'Overload Signatures and the Implementation Signature in typescript

I am reading Typescript handbook and I am having a hard time to understand why the following code snippet have error message:

function fn(x: string): void;
function fn(vo) {
  // ...
}
// Expected to be able to call with zero arguments
fn();

Here is the explanation but I could not understand it, Could anyone explain to me what is going on here?

The signature of the implementation is not visible from the outside. When writing an overloaded function, you should always have two or more signatures above the implementation of the function.



Solution 1:[1]

I was extremely confused by this also. Coming from a Kotlin/Java Android background, I have to say the overloading machines of Typescript take a while to grasp.

First, we need to address how to declare overload in Typescript

Concern 1: Incorrect way of declaring overloads [not the cause of issue for the question]

My initial idea about handling overloading is to write the following code:

function makeDate(timestamp: number): void { /* code */ }
function makeDate(m: number, d: number, y: number): void { /* code */ }

I was immediately hit by Duplicate function implementation.ts(2393) lint error. I was confused at first, since this is how you declare overload in Java and Kotlin. However, this is actually not how you declare overload in Typescript and I believe this is the main cause of issues.

Answer to concern 1:

Turns out in Typescript, the declaration of overload is not by having two methods with the same name and different signature with each of their own implementations. Instead, it is by defining methods with the same name and different signatures without body first, and lastly provide a method with implementation (method body), that has the ability to handle all the previously declared bodyless methods.

Concern 2: Incorrect amount of argument for the overload requirement [cause of issue for the question]

Now that I have figured out the correct way to create overloaded methods in Typescript, I went straight ahead to write the following code:

[code 2.1]

function fn(x: string): void; // <-- Define one way to call method
function fn(x: string, y: string, z: string): void; // <-- Define another way to call method with more param (overloaded way)
function fn(x: string, y?: string, z?: string): void { // <--- provide a method with a body that can handle both previous two declarations
    if (y === undefined) {
        console.log("branch 1")
    } else {
        console.log(`branch 2 -> ${x} :: ${y} :: ${z}`)
    }
}

fn("x")
fn("xxx", "yyy", "zzz")

Outputs:

$ branch 1
$ branch 2 -> xxx :: yyy :: zzz

In the code snippet above, we declared 1 method with 2 different overloads.

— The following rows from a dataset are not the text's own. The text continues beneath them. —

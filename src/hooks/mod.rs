//! Host-facing extension points.
//!
//! The schema/execution host owns the orchestration: it asks every registered
//! [`InputTypeHook`] to extend an input object while building the schema, and
//! routes every mutation through the registered [`MutationHook`]s before the
//! terminal [`MutationExecutor`] runs.

pub mod registry;
pub mod request;
pub mod schema;

pub use registry::HookRegistry;
pub use request::{MutationKind, MutationRequest, MutationScope};
pub use schema::{InputField, InputKind, InputObjectFragment, InputTypeScope, ScalarType};

use crate::catalog::{CamelCaseInflector, Inflector, StorageConverter, ValueConverter};
use crate::core::{Result, Row};
use crate::node_id::{Base64JsonCodec, NodeIdCodec};
use crate::query::VerificationQuery;
use crate::result::QueryResult;
use async_trait::async_trait;
use std::sync::Arc;

/// Extends a generated input object.
pub trait InputTypeHook: Send + Sync {
    fn augment_input_type(
        &self,
        scope: &InputTypeScope,
        fragment: InputObjectFragment,
    ) -> Result<InputObjectFragment>;
}

/// The mutation logic a hook wraps: the host's executor, or the rest of the
/// hook chain.
#[async_trait]
pub trait MutationExecutor<T: ?Sized + Send>: Send + Sync {
    async fn execute(
        &self,
        tx: &mut T,
        scope: &MutationScope,
        request: &MutationRequest,
    ) -> Result<QueryResult>;
}

/// Wraps mutation field resolution. Implementations decide whether to call
/// `next` (at most once) and return its result.
#[async_trait]
pub trait MutationHook<T: ?Sized + Send>: Send + Sync {
    async fn resolve(
        &self,
        tx: &mut T,
        scope: &MutationScope,
        request: &MutationRequest,
        next: &dyn MutationExecutor<T>,
    ) -> Result<QueryResult>;
}

/// A transaction able to run the locked verification read.
#[async_trait]
pub trait RowLockingTransaction: Send {
    /// Locks every row matched by `query.condition` until the transaction
    /// ends and returns one single-column boolean row per locked row.
    async fn query_locked(&mut self, query: &VerificationQuery) -> Result<Vec<Row>>;
}

/// Host collaborators shared by the guard and by executors that need to
/// locate rows the same way.
#[derive(Clone)]
pub struct HostServices {
    pub inflector: Arc<dyn Inflector>,
    pub converter: Arc<dyn ValueConverter>,
    pub node_ids: Arc<dyn NodeIdCodec>,
}

impl Default for HostServices {
    fn default() -> Self {
        Self {
            inflector: Arc::new(CamelCaseInflector),
            converter: Arc::new(StorageConverter),
            node_ids: Arc::new(Base64JsonCodec),
        }
    }
}

impl HostServices {
    pub fn with_inflector(mut self, inflector: Arc<dyn Inflector>) -> Self {
        self.inflector = inflector;
        self
    }

    pub fn with_converter(mut self, converter: Arc<dyn ValueConverter>) -> Self {
        self.converter = converter;
        self
    }

    pub fn with_node_ids(mut self, node_ids: Arc<dyn NodeIdCodec>) -> Self {
        self.node_ids = node_ids;
        self
    }
}
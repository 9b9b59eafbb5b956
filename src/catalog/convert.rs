use crate::core::{DataType, DbError, Result, Value};
use chrono::{DateTime, NaiveDateTime, SubsecRound, Utc};
use uuid::Uuid;

/// Maps a client-facing field value onto a column's storage representation.
pub trait ValueConverter: Send + Sync {
    fn to_storage(
        &self,
        value: &serde_json::Value,
        data_type: &DataType,
        type_modifier: Option<i32>,
    ) -> Result<Value>;
}

/// Default conversion: JSON scalars to [`Value`], honouring `varchar(n)` and
/// timestamp precision modifiers.
#[derive(Debug, Clone, Copy, Default)]
pub struct StorageConverter;

impl ValueConverter for StorageConverter {
    fn to_storage(
        &self,
        value: &serde_json::Value,
        data_type: &DataType,
        type_modifier: Option<i32>,
    ) -> Result<Value> {
        if value.is_null() {
            return Ok(Value::Null);
        }

        match data_type {
            DataType::Integer => match value {
                serde_json::Value::Number(n) => n.as_i64().map(Value::Integer).ok_or_else(|| {
                    mismatch(value, data_type)
                }),
                // BigInt-style identifiers travel as strings
                serde_json::Value::String(s) => s
                    .parse::<i64>()
                    .map(Value::Integer)
                    .map_err(|_| mismatch(value, data_type)),
                _ => Err(mismatch(value, data_type)),
            },
            DataType::Float => value
                .as_f64()
                .map(Value::Float)
                .ok_or_else(|| mismatch(value, data_type)),
            DataType::Text => value
                .as_str()
                .map(Value::from)
                .ok_or_else(|| mismatch(value, data_type)),
            DataType::Varchar => {
                let text = value.as_str().ok_or_else(|| mismatch(value, data_type))?;
                if let Some(limit) = type_modifier {
                    if limit >= 0 && text.chars().count() > limit as usize {
                        return Err(DbError::TypeMismatch(format!(
                            "value too long for varchar({})",
                            limit
                        )));
                    }
                }
                Ok(Value::from(text))
            }
            DataType::Boolean => value
                .as_bool()
                .map(Value::Boolean)
                .ok_or_else(|| mismatch(value, data_type)),
            DataType::Timestamp => {
                let text = value.as_str().ok_or_else(|| mismatch(value, data_type))?;
                let ts = parse_timestamp(text)?;
                Ok(Value::Timestamp(apply_precision(ts, type_modifier)))
            }
            DataType::Uuid => {
                let text = value.as_str().ok_or_else(|| mismatch(value, data_type))?;
                Uuid::parse_str(text)
                    .map(Value::Uuid)
                    .map_err(|e| DbError::TypeMismatch(format!("invalid uuid '{}': {}", text, e)))
            }
        }
    }
}

fn mismatch(value: &serde_json::Value, data_type: &DataType) -> DbError {
    DbError::TypeMismatch(format!("cannot convert {} to {}", value, data_type))
}

/// Accepts RFC 3339 and, failing that, a zone-less ISO timestamp read as UTC.
pub fn parse_timestamp(text: &str) -> Result<DateTime<Utc>> {
    if let Ok(ts) = DateTime::parse_from_rfc3339(text) {
        return Ok(ts.with_timezone(&Utc));
    }
    NaiveDateTime::parse_from_str(text, "%Y-%m-%dT%H:%M:%S%.f")
        .or_else(|_| NaiveDateTime::parse_from_str(text, "%Y-%m-%d %H:%M:%S%.f"))
        .map(|naive| naive.and_utc())
        .map_err(|e| DbError::ParseError(format!("invalid timestamp '{}': {}", text, e)))
}

fn apply_precision(ts: DateTime<Utc>, type_modifier: Option<i32>) -> DateTime<Utc> {
    match type_modifier {
        Some(digits) if (0..=6).contains(&digits) => ts.trunc_subsecs(digits as u16),
        // Storage keeps microseconds at most
        _ => ts.trunc_subsecs(6),
    }
}
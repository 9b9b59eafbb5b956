use std::fmt;
use thiserror::Error;

#[derive(Error, Debug)]
pub enum DbError {
    #[error("Parse error: {0}")]
    ParseError(String),

    #[error("Table '{0}' not found")]
    TableNotFound(String),

    #[error("Column '{0}' not found in table '{1}'")]
    ColumnNotFound(String, String),

    #[error("Type mismatch: {0}")]
    TypeMismatch(String),

    #[error("Constraint violation: {0}")]
    ConstraintViolation(String),

    #[error("Invalid input: {0}")]
    InvalidInput(String),

    /// Decoded global identifier names a different type than the guarded table.
    #[error("Mismatched type: expected '{expected}', got '{actual}'")]
    MismatchedNodeType { expected: String, actual: String },

    /// Decoded global identifier carries the wrong number of key parts.
    #[error("Invalid identifier: {0}")]
    InvalidNodeId(String),

    #[error("Mutation blocked due to conflict: {0}")]
    Conflict(String),

    #[error("Lock timeout: {0}")]
    LockTimeout(String),

    #[error("Lock error: {0}")]
    LockError(String),

    #[error("Transaction {0} is no longer active")]
    TransactionClosed(u64),

    #[error("Schema conflict: {0}")]
    SchemaConflict(String),

    #[error("Configuration error: {0}")]
    Config(String),

    #[error("Execution error: {0}")]
    ExecutionError(String),
}

pub type Result<T> = std::result::Result<T, DbError>;

impl<T> From<std::sync::PoisonError<T>> for DbError {
    fn from(err: std::sync::PoisonError<T>) -> Self {
        Self::LockError(err.to_string())
    }
}

/// Coarse classification of a [`DbError`], for callers that branch on the
/// failure class rather than on the exact variant.
#[derive(Debug, Clone, Copy, PartialEq, Eq)]
pub enum ErrorKind {
    /// The request itself is malformed; resubmitting it unchanged fails again.
    RequestValidation,
    /// The row moved on (or vanished) since the client read it.
    Conflict,
    /// Lock acquisition or the backing store failed.
    Transport,
    /// Host misconfiguration or an invalid schema build.
    Configuration,
    Execution,
}

impl fmt::Display for ErrorKind {
    fn fmt(&self, f: &mut fmt::Formatter<'_>) -> fmt::Result {
        let label = match self {
            Self::RequestValidation => "request_validation",
            Self::Conflict => "conflict",
            Self::Transport => "transport",
            Self::Configuration => "configuration",
            Self::Execution => "execution",
        };
        write!(f, "{label}")
    }
}

impl DbError {
    pub fn kind(&self) -> ErrorKind {
        match self {
            Self::ParseError(_)
            | Self::TypeMismatch(_)
            | Self::InvalidInput(_)
            | Self::ConstraintViolation(_)
            | Self::MismatchedNodeType { .. }
            | Self::InvalidNodeId(_) => ErrorKind::RequestValidation,
            Self::Conflict(_) => ErrorKind::Conflict,
            Self::LockTimeout(_) | Self::LockError(_) | Self::TransactionClosed(_) => {
                ErrorKind::Transport
            }
            Self::TableNotFound(_)
            | Self::ColumnNotFound(_, _)
            | Self::SchemaConflict(_)
            | Self::Config(_) => ErrorKind::Configuration,
            Self::ExecutionError(_) => ErrorKind::Execution,
        }
    }

    pub fn is_conflict(&self) -> bool {
        self.kind() == ErrorKind::Conflict
    }
}
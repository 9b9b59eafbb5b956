use crate::catalog::TableDescriptor;
use crate::core::{DbError, Result};
use serde::{Deserialize, Serialize};
use std::sync::Arc;

/// Client-supplied mutation input: field name to value.
#[derive(Debug, Clone, Default, PartialEq, Serialize, Deserialize)]
#[serde(transparent)]
pub struct MutationRequest {
    fields: serde_json::Map<String, serde_json::Value>,
}

impl MutationRequest {
    pub fn new() -> Self {
        Self::default()
    }

    pub fn from_json(value: serde_json::Value) -> Result<Self> {
        match value {
            serde_json::Value::Object(fields) => Ok(Self { fields }),
            other => Err(DbError::InvalidInput(format!(
                "mutation input must be an object, got {}",
                other
            ))),
        }
    }

    pub fn with(mut self, field: &str, value: serde_json::Value) -> Self {
        self.fields.insert(field.to_string(), value);
        self
    }

    pub fn field(&self, name: &str) -> Option<&serde_json::Value> {
        self.fields.get(name)
    }

    pub fn fields(&self) -> &serde_json::Map<String, serde_json::Value> {
        &self.fields
    }
}

#[derive(Debug, Clone, Copy, PartialEq, Eq)]
pub enum MutationKind {
    Create,
    Update,
    Delete,
    Other,
}

/// Context for one mutation field resolution.
#[derive(Debug, Clone)]
pub struct MutationScope {
    pub table: Arc<TableDescriptor>,
    pub kind: MutationKind,
    /// Top-level mutation field, as opposed to a nested one.
    pub root: bool,
}

impl MutationScope {
    pub fn new(table: Arc<TableDescriptor>, kind: MutationKind) -> Self {
        Self {
            table,
            kind,
            root: true,
        }
    }

    pub fn update(table: Arc<TableDescriptor>) -> Self {
        Self::new(table, MutationKind::Update)
    }

    pub fn delete(table: Arc<TableDescriptor>) -> Self {
        Self::new(table, MutationKind::Delete)
    }

    pub fn nested(mut self) -> Self {
        self.root = false;
        self
    }

    pub fn is_root_update_or_delete(&self) -> bool {
        self.root && matches!(self.kind, MutationKind::Update | MutationKind::Delete)
    }
}
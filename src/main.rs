use anyhow::{Context, Result, anyhow};
use clap::{Parser, Subcommand, ValueEnum};
use rowguard::{
    GuardConfig, InputKind, InputObjectFragment, InputTypeHook, InputTypeScope, MutationRequest,
    OptimisticLockGuard, TableDescriptor,
};
use std::fs;
use std::path::{Path, PathBuf};
use std::sync::Arc;

#[derive(Parser)]
#[command(name = "rowguard")]
#[command(about = "Inspect optimistic lock verification for a table")]
struct Cli {
    /// Table descriptor as JSON
    #[arg(long, global = true)]
    table: Option<PathBuf>,

    /// Guard configuration as JSON; overrides --version-column
    #[arg(long, global = true)]
    config: Option<PathBuf>,

    #[arg(long, global = true, default_value = "updated_at")]
    version_column: String,

    #[command(subcommand)]
    command: Command,
}

#[derive(Subcommand)]
enum Command {
    /// Print the locked verification query a mutation input would run
    Sql {
        /// Mutation input as a JSON object
        #[arg(long)]
        input: String,
    },
    /// Print the version field added to the table's mutation inputs
    Field {
        #[arg(long, value_enum, default_value_t = Kind::Update)]
        kind: Kind,
    },
}

#[derive(Clone, Copy, ValueEnum)]
enum Kind {
    Update,
    Delete,
}

fn main() -> Result<()> {
    let cli = Cli::parse();

    let table_path = cli
        .table
        .as_deref()
        .ok_or_else(|| anyhow!("--table <path> is required"))?;
    let table = load_table(table_path)?;
    let config = match &cli.config {
        Some(path) => {
            let text = fs::read_to_string(path)
                .with_context(|| format!("failed to read {}", path.display()))?;
            GuardConfig::from_json(&text)?
        }
        None => GuardConfig::new(&cli.version_column),
    };
    let guard = OptimisticLockGuard::new(config)?;

    match cli.command {
        Command::Sql { input } => print_sql(&guard, &table, &input),
        Command::Field { kind } => print_field(&guard, table, kind),
    }
}

fn load_table(path: &Path) -> Result<TableDescriptor> {
    let text =
        fs::read_to_string(path).with_context(|| format!("failed to read {}", path.display()))?;
    parse_table(&text).with_context(|| format!("invalid table descriptor {}", path.display()))
}

fn parse_table(text: &str) -> Result<TableDescriptor> {
    Ok(serde_json::from_str(text)?)
}

fn print_sql(guard: &OptimisticLockGuard, table: &TableDescriptor, input: &str) -> Result<()> {
    println!("{}", render_sql(guard, table, input)?);
    Ok(())
}

fn render_sql(guard: &OptimisticLockGuard, table: &TableDescriptor, input: &str) -> Result<String> {
    let value: serde_json::Value = serde_json::from_str(input).context("--input is not JSON")?;
    let request = MutationRequest::from_json(value)?;

    let Some(query) = guard.plan(table, &request)? else {
        return Ok(format!("-- {} is not guarded", table.name()));
    };
    let statement = query.to_sql();
    let mut out = statement.text;
    for (idx, param) in statement.params.iter().enumerate() {
        out.push_str(&format!("\n  ${} = {}", idx + 1, param));
    }
    Ok(out)
}

fn print_field(guard: &OptimisticLockGuard, table: TableDescriptor, kind: Kind) -> Result<()> {
    println!("{}", render_field(guard, table, kind)?);
    Ok(())
}

fn render_field(guard: &OptimisticLockGuard, table: TableDescriptor, kind: Kind) -> Result<String> {
    let kind = match kind {
        Kind::Update => InputKind::Update,
        Kind::Delete => InputKind::Delete,
    };
    let scope = InputTypeScope::new(Arc::new(table), kind);
    let after = guard.augment_input_type(&scope, InputObjectFragment::new("Input"))?;

    Ok(match after.fields().first() {
        Some(field) => match &field.description {
            Some(description) => format!("{}\n  # {}", field, description),
            None => field.to_string(),
        },
        None => format!("-- {} is not guarded", scope.table.name()),
    })
}
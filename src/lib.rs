// ============================================================================
// rowguard Library
// ============================================================================
//
// Optimistic concurrency control for row updates and deletes. A client must
// send back the version value it last read; the mutation only runs if the
// row, locked for update inside the same transaction, still carries it.
//
// ============================================================================

pub mod catalog;
pub mod config;
pub mod core;
pub mod guard;
pub mod hooks;
pub mod locate;
pub mod memory;
pub mod node_id;
pub mod query;
pub mod result;

pub use catalog::{
    Attribute, CamelCaseInflector, Inflector, QualifiedName, StorageConverter, TableDescriptor,
    TableTags, ValueConverter,
};
pub use config::GuardConfig;
pub use crate::core::{DataType, DbError, ErrorKind, Result, Row, Value};
pub use guard::OptimisticLockGuard;
pub use hooks::{
    HookRegistry, HostServices, InputField, InputKind, InputObjectFragment, InputTypeHook,
    InputTypeScope, MutationExecutor, MutationHook, MutationKind, MutationRequest, MutationScope,
    RowLockingTransaction, ScalarType,
};
pub use locate::{LocateMode, RowCondition};
pub use memory::{MemoryDatabase, MemoryDatabaseConfig, MemoryTransaction, TableMutationExecutor};
pub use node_id::{Base64JsonCodec, DecodedNodeId, NodeIdCodec};
pub use query::{SqlStatement, VerificationQuery};
pub use result::QueryResult;
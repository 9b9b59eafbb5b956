use crate::catalog::TableDescriptor;
use crate::core::{DataType, DbError, Result};
use std::fmt;
use std::sync::Arc;

/// What a generated input object is for.
#[derive(Debug, Clone, Copy, PartialEq, Eq)]
pub enum InputKind {
    Create,
    /// Outer input of an update mutation (identifying fields + patch).
    Update,
    /// Outer input of a delete mutation.
    Delete,
    /// The patch object nested inside an update input.
    Patch,
    Other,
}

/// Context handed to input-type hooks while one input object is being built.
#[derive(Debug, Clone)]
pub struct InputTypeScope {
    pub table: Arc<TableDescriptor>,
    pub kind: InputKind,
}

impl InputTypeScope {
    pub fn new(table: Arc<TableDescriptor>, kind: InputKind) -> Self {
        Self { table, kind }
    }
}

#[derive(Debug, Clone, PartialEq, Eq)]
pub enum ScalarType {
    Int,
    Float,
    String,
    Boolean,
    Datetime,
    Uuid,
    /// Opaque global node id.
    Id,
    /// A nested input object, by type name.
    Object(String),
}

impl ScalarType {
    pub fn for_data_type(data_type: &DataType) -> Self {
        match data_type {
            DataType::Integer => Self::Int,
            DataType::Float => Self::Float,
            DataType::Text | DataType::Varchar => Self::String,
            DataType::Boolean => Self::Boolean,
            DataType::Timestamp => Self::Datetime,
            DataType::Uuid => Self::Uuid,
        }
    }
}

impl fmt::Display for ScalarType {
    fn fmt(&self, f: &mut fmt::Formatter<'_>) -> fmt::Result {
        match self {
            Self::Int => write!(f, "Int"),
            Self::Float => write!(f, "Float"),
            Self::String => write!(f, "String"),
            Self::Boolean => write!(f, "Boolean"),
            Self::Datetime => write!(f, "Datetime"),
            Self::Uuid => write!(f, "UUID"),
            Self::Id => write!(f, "ID"),
            Self::Object(name) => write!(f, "{}", name),
        }
    }
}

#[derive(Debug, Clone, PartialEq, Eq)]
pub struct InputField {
    pub name: String,
    pub field_type: ScalarType,
    pub nullable: bool,
    pub description: Option<String>,
}

impl InputField {
    pub fn new(name: impl Into<String>, field_type: ScalarType) -> Self {
        Self {
            name: name.into(),
            field_type,
            nullable: true,
            description: None,
        }
    }

    pub fn required(mut self) -> Self {
        self.nullable = false;
        self
    }

    pub fn description(mut self, description: impl Into<String>) -> Self {
        self.description = Some(description.into());
        self
    }
}

impl fmt::Display for InputField {
    fn fmt(&self, f: &mut fmt::Formatter<'_>) -> fmt::Result {
        write!(f, "{}: {}", self.name, self.field_type)?;
        if !self.nullable {
            write!(f, "!")?;
        }
        Ok(())
    }
}

/// The field list of one generated input object.
#[derive(Debug, Clone, PartialEq, Eq)]
pub struct InputObjectFragment {
    pub type_name: String,
    fields: Vec<InputField>,
}

impl InputObjectFragment {
    pub fn new(type_name: impl Into<String>) -> Self {
        Self {
            type_name: type_name.into(),
            fields: Vec::new(),
        }
    }

    /// Builder form of [`Self::add_field`] for fragments assembled by hand.
    pub fn field(mut self, field: InputField) -> Self {
        self.fields.push(field);
        self
    }

    /// Adds a field, refusing to shadow an existing one.
    pub fn add_field(mut self, field: InputField) -> Result<Self> {
        if self.get_field(&field.name).is_some() {
            return Err(DbError::SchemaConflict(format!(
                "input type '{}' already has a field named '{}'",
                self.type_name, field.name
            )));
        }
        self.fields.push(field);
        Ok(self)
    }

    pub fn fields(&self) -> &[InputField] {
        &self.fields
    }

    pub fn get_field(&self, name: &str) -> Option<&InputField> {
        self.fields.iter().find(|field| field.name == name)
    }
}

impl fmt::Display for InputObjectFragment {
    fn fmt(&self, f: &mut fmt::Formatter<'_>) -> fmt::Result {
        write!(f, "input {} {{", self.type_name)?;
        for field in &self.fields {
            write!(f, " {}", field)?;
        }
        write!(f, " }}")
    }
}
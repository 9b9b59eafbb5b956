use super::OptimisticLockGuard;
use crate::catalog::{Attribute, TableDescriptor};
use crate::core::{DbError, Result, Row, Value};
use crate::hooks::{
    MutationExecutor, MutationHook, MutationRequest, MutationScope, RowLockingTransaction,
};
use crate::locate::{RowCondition, locate_row};
use crate::query::VerificationQuery;
use crate::result::QueryResult;
use async_trait::async_trait;
use tracing::{Instrument, Level, event, info_span};

#[async_trait]
impl<T> MutationHook<T> for OptimisticLockGuard
where
    T: RowLockingTransaction + ?Sized + 'static,
{
    async fn resolve(
        &self,
        tx: &mut T,
        scope: &MutationScope,
        request: &MutationRequest,
        next: &dyn MutationExecutor<T>,
    ) -> Result<QueryResult> {
        if !scope.is_root_update_or_delete() || scope.table.is_opted_out() {
            return next.execute(tx, scope, request).await;
        }
        let Some(attribute) = self.version_attribute(&scope.table) else {
            event!(
                Level::DEBUG,
                table = %scope.table.name(),
                column = %self.config.version_column,
                "version column absent, passing through"
            );
            return next.execute(tx, scope, request).await;
        };

        let span = info_span!(
            "optimistic_lock.verify",
            table = %scope.table.name(),
            kind = ?scope.kind
        );
        async {
            self.verify(tx, &scope.table, attribute, request).await?;
            event!(Level::DEBUG, "version verified, executing mutation");
            next.execute(tx, scope, request).await
        }
        .instrument(span)
        .await
    }
}

impl OptimisticLockGuard {
    /// Locks the rows `request` targets and checks their version.
    ///
    /// Must run inside the transaction that performs the mutation; the row
    /// locks are held until that transaction ends.
    pub async fn verify<T>(
        &self,
        tx: &mut T,
        table: &TableDescriptor,
        attribute: &Attribute,
        request: &MutationRequest,
    ) -> Result<()>
    where
        T: RowLockingTransaction + ?Sized,
    {
        let query = self.build_query(table, attribute, request)?;
        let rows = tx.query_locked(&query).await?;
        decide(&rows)
    }

    /// The locked read `request` would trigger on `table`, or `None` when the
    /// guard does not apply there.
    pub fn plan(
        &self,
        table: &TableDescriptor,
        request: &MutationRequest,
    ) -> Result<Option<VerificationQuery>> {
        if table.is_opted_out() {
            return Ok(None);
        }
        match self.version_attribute(table) {
            Some(attribute) => self.build_query(table, attribute, request).map(Some),
            None => Ok(None),
        }
    }

    fn build_query(
        &self,
        table: &TableDescriptor,
        attribute: &Attribute,
        request: &MutationRequest,
    ) -> Result<VerificationQuery> {
        let expected = self.expected_version(attribute, request)?;
        let condition = locate_row(table, request, &self.config.node_id_field, &self.services)?;
        Ok(self.verification_query(table, attribute, expected, condition))
    }

    pub fn verification_query(
        &self,
        table: &TableDescriptor,
        attribute: &Attribute,
        expected_version: Value,
        condition: RowCondition,
    ) -> VerificationQuery {
        VerificationQuery {
            table: table.name().clone(),
            version_column: attribute.name.clone(),
            version_type: attribute.data_type.clone(),
            expected_version,
            tolerance: self.config.tolerance_duration(),
            condition,
        }
    }

    fn expected_version(&self, attribute: &Attribute, request: &MutationRequest) -> Result<Value> {
        let field = self.services.inflector.column_field(attribute);
        let supplied = request
            .field(&field)
            .filter(|value| !value.is_null())
            .ok_or_else(|| {
                DbError::InvalidInput(format!("missing required version field '{}'", field))
            })?;
        self.services
            .converter
            .to_storage(supplied, &attribute.data_type, attribute.type_modifier)
    }
}

/// Allowed only when at least one row was locked and every locked row's
/// version matched. Zero rows means the row is gone; a NULL comparison
/// counts as a mismatch.
fn decide(rows: &[Row]) -> Result<()> {
    if rows.is_empty() {
        event!(Level::WARN, matched = 0, "mutation blocked: no row locked");
        return Err(DbError::Conflict("no row matched the target".into()));
    }

    let mut stale = 0usize;
    for row in rows {
        match row.first() {
            Some(Value::Boolean(true)) => {}
            // SQL NULL: the comparison did not hold
            Some(Value::Boolean(false)) | Some(Value::Null) => stale += 1,
            _ => {
                return Err(DbError::ExecutionError(
                    "verification row did not carry a boolean".into(),
                ));
            }
        }
    }

    if stale > 0 {
        event!(
            Level::WARN,
            matched = rows.len(),
            stale,
            "mutation blocked: version changed"
        );
        return Err(DbError::Conflict(format!(
            "{} of {} row(s) changed since they were read",
            stale,
            rows.len()
        )));
    }
    Ok(())
}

  1. overload 1 -> function fn(x: string): void;
  2. overload 2 -> function fn(x: string, y: string, z: string): void; And they are both handled by "concrete" method:
function fn(x: string, y?: string, z?: string): void {
    if (y === undefined) {
        console.log("branch 1")
    } else {
        console.log(`branch 2 -> ${x} :: ${y} :: ${z}`)
    }
}

Since this method has a body, that is why I call it concrete method. Also notice that this method handles the case with @params: x, and with @params: y and z being optional, by doing this it covers the method calls {overload1 and overload2}. And this is a valid overload.

Following the same mindset, I then went ahead and wrote the following code:

[code 2.2]

function fn2(x: string): void;
function fn2(x: string, y: string): void;
function fn2(x: string, y?: string): void {
    if (y === undefined) {
        console.log("branch 1")
    } else {
        console.log(`branch 2 -> ${x} :: ${y}`)
    }
}

fn2("x")
fn2("x", "y")

Outputs:

$ branch 1
$ branch 2 -> x :: y

The code also worked, which just like what I suspected. So I wrote some more code:

[code 2.3]

function fn3(): void;
function fn3(x?: string): void {
    if (x === undefined) {
        console.log("branch 1")
    } else {
        console.log(`branch 2 -> ${x}`)
    }
}

fn3()
fn3("x")

But this time the code did not work and tsc is complaining:

Playground.ts:219:5 - error TS2554: Expected 0 arguments, but got 1.

219 fn3("x")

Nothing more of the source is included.